RECORD SET:
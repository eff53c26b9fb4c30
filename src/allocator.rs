//! Greedy, quantity-bounded plate selection.
//!
//! The allocator always takes as many of the heaviest available plate as fit
//! before moving to the next lighter one, the same way plates are loaded by
//! hand. It does not search for a closer combination when greedy falls short.

use itertools::Itertools;

use crate::{allocation::Allocation, plate::Plate, plate::PlateCount};

/// Remaining per-side weight is rounded to this many thousandths after every
/// subtraction so binary drift cannot turn an exact fit into a shortfall.
const PRECISION: f64 = 1000.0;

#[must_use]
pub fn round3(value: f64) -> f64 {
    (value * PRECISION).round() / PRECISION
}

/// Select plates for `target_total_weight` on a bar weighing `fixed_weight`.
///
/// `side_count` is the number of mirrored sides (2 for a barbell or a
/// dumbbell). A count of 0 is treated as 1. The inventory is only read.
///
/// Never fails: a target that cannot be met exactly is reported through
/// [`Allocation::shortfall`].
#[must_use]
pub fn allocate(
    target_total_weight: f64,
    fixed_weight: f64,
    plates: &[Plate],
    side_count: u32,
) -> Allocation {
    let weight_to_load = target_total_weight - fixed_weight;
    if weight_to_load <= 0.0 {
        return Allocation::empty(fixed_weight);
    }

    let sides = f64::from(side_count.max(1));
    let mut remaining = weight_to_load / sides;
    let mut selected: Vec<PlateCount> = Vec::new();

    for plate in plates
        .iter()
        .filter(|plate| plate.is_usable())
        .sorted_by(|a, b| b.weight().total_cmp(&a.weight()))
    {
        let count = fit(remaining, plate);
        if count == 0 {
            continue;
        }

        // Duplicate weights are separate pools but share one output entry.
        match selected.last_mut() {
            Some(last) if last.weight == plate.weight() => last.count += count,
            _ => selected.push(PlateCount::new(plate.weight(), count)),
        }

        remaining = round3(remaining - plate.weight() * f64::from(count));
    }

    let loaded_per_side: f64 = selected.iter().map(PlateCount::load).sum();
    let total_weight = fixed_weight + loaded_per_side * sides;
    let shortfall = round3(target_total_weight - total_weight);

    Allocation::new(
        selected,
        total_weight,
        if shortfall > 0.0 { shortfall } else { 0.0 },
    )
}

#[allow(clippy::cast_possible_truncation, clippy::cast_sign_loss)]
fn fit(remaining: f64, plate: &Plate) -> u32 {
    let by_weight = (remaining / plate.weight()).floor();
    if by_weight >= 1.0 {
        // `as` saturates, so an infinite remainder just means "all of them".
        (by_weight as u32).min(plate.quantity())
    } else {
        0
    }
}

DIRECTIONS:
Your task is to copy each line of the listing that holds the word "quantity".

WRITTEN ANSWER:
//! Greedy, quantity-bounded plate selection.
        (by_weight as u32).min(plate.quantity())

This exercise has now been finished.